What about the education YOU had? When was the last time you had to speak a foreign language (2 year’s mandatory in high school and college) or did a physics experiment or did a problem in algebra? Can you name all 50 states and their capitals? Can you list all of the countries of Europe or name the new Russian States? The absurd curriculum in schools is not reality based in a world where data like this is housed and accessed on the Internet instantly. Why are we asking children to clutter their minds with such insignificant details when most cannot balance a checkbook and the average grade level to read the newspaper is the 5TH?
The textbooks in schools are obsolete before they are purchased because from the time of conception until the time it reaches the hands of the student takes 10 years! In the age of information, that is absurd! Besides, what school system can purchase new texts every year? The key to the information age is accessing information not learning little bits and pieces of outdated information.
Superintendents think that perhaps the key was in teachers selecting the curriculum. How can teachers make informed choices about something they know nothing about? How many teachers have been schooled in the methods of the Democratic schools, the Free schools of Europe, or the Montessori or Waldorf schools? How many have ever heard of the circular system of math developed in Australia? These are not part of the curriculum during teacher training. Student teachers learn more of what they already know in these training classes.
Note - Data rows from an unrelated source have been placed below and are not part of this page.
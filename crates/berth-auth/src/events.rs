//! Auth change notifications.

/// Emitted on the client's broadcast channel whenever the active user
/// changes.
#[derive(Clone, Debug, PartialEq, Eq)]
pub enum AuthEvent {
    /// A login committed; `user_id` is now the active user.
    LoggedIn {
        /// Backend id of the user that logged in.
        user_id: String,
    },
    /// The session ended, by request or because the backend revoked it.
    LoggedOut {
        /// Backend id of the user that was active before the logout.
        user_id: String,
    },
}
/// Derive the user a record describes, if any.
///
/// A record with a user id but no provider stamp cannot have been
/// written by this SDK and is rejected as corrupt.
fn build_user<F: UserFactory>(
    factory: &F,
    info: &AuthInfo,
) -> std::result::Result<Option<F::User>, ClientError> {
    let Some(user_id) = &info.user_id else {
        return Ok(None);
    };
    match (&info.logged_in_provider_type, &info.logged_in_provider_name) {
        (Some(provider_type), Some(provider_name)) => Ok(Some(factory.make_user(
            user_id,
            *provider_type,
            provider_name,
            info.user_profile.as_ref(),
        ))),
        _ => Err(ClientError::CorruptSession(
            "record has a user id but no provider".to_string(),
        )),
    }
}

// ─────────────────────────────────────────────────────────────────────────────
// Construction and accessors
// ─────────────────────────────────────────────────────────────────────────────

impl<F: UserFactory> AuthClient<F> {
    /// Build the session core: load any persisted record, derive the
    /// active user from it, and start the background refresh loop.
    ///
    /// Fails with a [`ClientError`] when storage is unreadable or the
    /// persisted record does not parse.
    pub async fn new(
        transport: Arc<dyn Transport>,
        storage: Arc<dyn Storage>,
        routes: Arc<dyn AuthRoutes>,
        user_factory: F,
        metadata: ClientAppMetadata,
        refresh: RefreshConfig,
    ) -> Result<Self> {
        let info = match storage
            .get(AUTH_INFO_STORAGE_KEY)
            .await
            .map_err(ClientError::Storage)?
        {
            Some(raw) => serde_json::from_str::<AuthInfo>(&raw)
                .map_err(|e| ClientError::CorruptSession(e.to_string()))?,
            None => AuthInfo::empty(),
        };
        let user = build_user(&user_factory, &info)?;
        let (events, _) = broadcast::channel(EVENT_CHANNEL_CAPACITY);

        let inner = Arc::new_cyclic(|weak| AuthInner {
            transport,
            storage,
            routes,
            user_factory,
            metadata,
            state: RwLock::new(AuthState { info, user }),
            op_lock: Mutex::new(()),
            events,
            refresh_task: refresh::spawn_refresh_loop(weak.clone(), refresh),
        });
        Ok(Self { inner })
    }

    pub(crate) fn from_inner(inner: Arc<AuthInner<F>>) -> Self {
        Self { inner }
    }

    /// Whether a complete logged-in session is active.
    pub async fn is_logged_in(&self) -> bool {
        self.inner.state.read().await.info.is_logged_in()
    }

    /// The active user, when logged in.
    pub async fn current_user(&self) -> Option<F::User> {
        self.inner.state.read().await.user.clone()
    }

    /// Backend id of the active user, when logged in.
    pub async fn authed_user_id(&self) -> Option<String> {
        self.inner.state.read().await.info.user_id.clone()
    }

    /// A snapshot of the session record.
    pub async fn auth_info(&self) -> AuthInfo {
        self.inner.state.read().await.info.clone()
    }

    /// Subscribe to login/logout notifications.
    ///
    /// Events fired before the subscription are not replayed.
    #[must_use]
    pub fn subscribe(&self) -> broadcast::Receiver<AuthEvent> {
        self.inner.events.subscribe()
    }

    /// Stop the background refresh loop. Affects every clone of this
    /// client; requests keep working through the per-request retry.
    pub fn close(&self) {
        self.inner.refresh_task.abort();
    }
}

// ─────────────────────────────────────────────────────────────────────────────
// Login, link, logout
// ─────────────────────────────────────────────────────────────────────────────

impl<F: UserFactory> AuthClient<F> {
    /// Log a user in with `credential`.
    ///
    /// An active session from the same provider is reused without a
    /// network call when the credential allows it (anonymous re-login).
    /// Any other active session is logged out first, then the exchange
    /// runs: provider login, profile fetch, persist, commit. If the
    /// profile fetch fails the record is rolled back and nothing is
    /// persisted.
    pub async fn login_with_credential(&self, credential: &Credential) -> Result<F::User> {
        let _op = self.inner.op_lock.lock().await;

        let was_logged_in = {
            let state = self.inner.state.read().await;
            if credential.reuses_existing_session()
                && state.info.logged_in_provider_type == Some(credential.provider_type())
            {
                if let Some(user) = &state.user {
                    debug!(provider = %credential.provider_type(), "reusing active session");
                    return Ok(user.clone());
                }
            }
            state.info.is_logged_in()
        };
        if was_logged_in {
            self.logout_inner().await?;
        }
        self.do_login(credential, false).await
    }

    /// Attach `credential` as an additional login identity on `user`.
    ///
    /// Runs the login exchange authenticated against the link route, so
    /// the backend merges the identity into the existing account rather
    /// than minting a new one. Fails without a network call when `user`
    /// is no longer the active user.
    pub async fn link_user_with_credential(
        &self,
        user: &F::User,
        credential: &Credential,
    ) -> Result<F::User> {
        let _op = self.inner.op_lock.lock().await;

        {
            let state = self.inner.state.read().await;
            if state.info.user_id.as_deref() != Some(user.id()) {
                return Err(ClientError::UserNoLongerValid.into());
            }
        }
        self.do_login(credential, true).await
    }

    /// End the active session.
    ///
    /// Tells the backend to invalidate the session, then clears local
    /// state. The backend call is best-effort: a network failure still
    /// logs out locally. A no-op when already logged out.
    pub async fn logout(&self) -> Result<()> {
        let _op = self.inner.op_lock.lock().await;
        self.logout_inner().await
    }

    /// Logout body, called with the operation lock already held.
    async fn logout_inner(&self) -> Result<()> {
        let logged_in = self.inner.state.read().await.info.is_logged_in();
        if !logged_in {
            return Ok(());
        }

        let request = Request::builder(Method::DELETE, self.inner.routes.session_route())
            .token_policy(TokenPolicy::Refresh)
            .build();
        if let Err(error) = self.authenticated_request(&request).await {
            warn!(%error, "session delete failed during logout; clearing local session");
        }
        self.finalize_logout().await
    }

    /// Clear the session: persist the logged-out record, drop the user,
    /// fire the notification. Persistence failure leaves memory
    /// untouched and propagates. Idempotent.
    async fn finalize_logout(&self) -> Result<()> {
        let mut state = self.inner.state.write().await;
        if state.user.is_none() && !state.info.is_logged_in() {
            return Ok(());
        }
        let previous_user_id = state.info.user_id.clone().unwrap_or_default();
        let cleared = state.info.logged_out();
        let payload = serde_json::to_string(&cleared)?;
        self.inner
            .storage
            .set(AUTH_INFO_STORAGE_KEY, &payload)
            .await
            .map_err(ClientError::Storage)?;
        state.info = cleared;
        state.user = None;
        drop(state);

        let _ = self.inner.events.send(AuthEvent::LoggedOut {
            user_id: previous_user_id.clone(),
        });
        info!(user_id = %previous_user_id, "logged out");
        Ok(())
    }

    /// The login exchange shared by login and link.
    async fn do_login(&self, credential: &Credential, as_link: bool) -> Result<F::User> {
        let body = self.login_body(credential).await;
        let route = if as_link {
            self.inner.routes.link_route(credential.provider_name())
        } else {
            self.inner.routes.login_route(credential.provider_name())
        };
        let request = Request::builder(Method::POST, route).json(&body)?.build();

        let response = if as_link {
            self.authenticated_request(&request).await?
        } else {
            let response = self.inner.transport.round_trip(&request).await?;
            response.check_status()?
        };
        let exchange: ApiLoginResponse = response.json()?;

        // Provisional state: tokens and identity land in memory so the
        // profile fetch can authenticate, but nothing persists until
        // the profile arrives.
        let (previous_info, previous_user) = {
            let mut state = self.inner.state.write().await;
            let previous_info = state.info.clone();
            let previous_user = state.user.take();
            let update = AuthInfo {
                user_id: Some(exchange.user_id),
                device_id: exchange.device_id,
                access_token: Some(exchange.access_token),
                refresh_token: Some(exchange.refresh_token),
                logged_in_provider_type: Some(credential.provider_type()),
                logged_in_provider_name: Some(credential.provider_name().to_string()),
                user_profile: None,
            };
            let merged = state.info.merge(&update);
            let user = build_user(&self.inner.user_factory, &merged)?.ok_or_else(|| {
                ClientError::CorruptSession("login response lacked a user id".to_string())
            })?;
            state.info = merged;
            state.user = Some(user);
            (previous_info, previous_user)
        };

        match self.fetch_profile_and_commit().await {
            Ok(user) => Ok(user),
            Err(error) => {
                // A login must never leave tokens behind without a
                // committed profile.
                let mut state = self.inner.state.write().await;
                state.info = previous_info;
                state.user = previous_user;
                drop(state);
                warn!(%error, "profile fetch failed; login rolled back");
                Err(error)
            }
        }
    }

    /// Fetch the profile for the provisional session, then persist and
    /// commit the full record.
    async fn fetch_profile_and_commit(&self) -> Result<F::User> {
        let request = Request::builder(Method::GET, self.inner.routes.profile_route()).build();
        let response = self.authenticated_request(&request).await?;
        let profile: UserProfile = response.json()?;

        let mut state = self.inner.state.write().await;
        let update = AuthInfo {
            user_profile: Some(profile),
            ..AuthInfo::empty()
        };
        let merged = state.info.merge(&update);
        // A forced logout can land while the profile is in flight;
        // derive the user first so a userless record never reaches
        // storage.
        let user = build_user(&self.inner.user_factory, &merged)?.ok_or_else(|| {
            ClientError::CorruptSession("session record lost its user id".to_string())
        })?;
        let payload = serde_json::to_string(&merged)?;
        self.inner
            .storage
            .set(AUTH_INFO_STORAGE_KEY, &payload)
            .await
            .map_err(ClientError::Storage)?;
        state.info = merged;
        state.user = Some(user.clone());
        let user_id = state.info.user_id.clone().unwrap_or_default();
        drop(state);

        let _ = self.inner.events.send(AuthEvent::LoggedIn {
            user_id: user_id.clone(),
        });
        info!(user_id = %user_id, "login committed");
        Ok(user)
    }

    /// Credential material plus the device sub-object.
    async fn login_body(&self, credential: &Credential) -> Map<String, Value> {
        let mut body = credential.material();
        let device_id = self.inner.state.read().await.info.device_id.clone();

        let mut device = Map::new();
        if let Some(id) = device_id {
            let _ = device.insert("deviceId".to_string(), json!(id));
        }
        let _ = device.insert("appId".to_string(), json!(self.inner.metadata.app_id));
        if let Some(version) = &self.inner.metadata.app_version {
            let _ = device.insert("appVersion".to_string(), json!(version));
        }
        let _ = device.insert("platform".to_string(), json!(self.inner.metadata.platform));
        let _ = device.insert(
            "sdkVersion".to_string(),
            json!(self.inner.metadata.sdk_version),
        );

        let _ = body.insert("options".to_string(), json!({ "device": device }));
        body
    }
}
How can they be expected to do anything different?
Our factory worker would laugh at the fact that we are pouring billions and trillions of dollars every year into a machine that is producing a more inferior product every year.
Rather than accept its own inadequacies, educational institutions keep putting the blame on children, their parents and society, the products, but never the machine itself. The framework and structure of the current model cannot and will not ever lead to the development of whole child learning. You cannot put a Band-Aid on a severed arm. This is the condition of the current model. It must be eliminated completely for education to be effective, efficient and meaningful. You cannot expect a machine, which produces buttons to have some screws and bolts changed in order to make pencils. The same is true for education. It is time to look at education from a different perspective. If businesses were operated like schools, the nation would be bankrupt.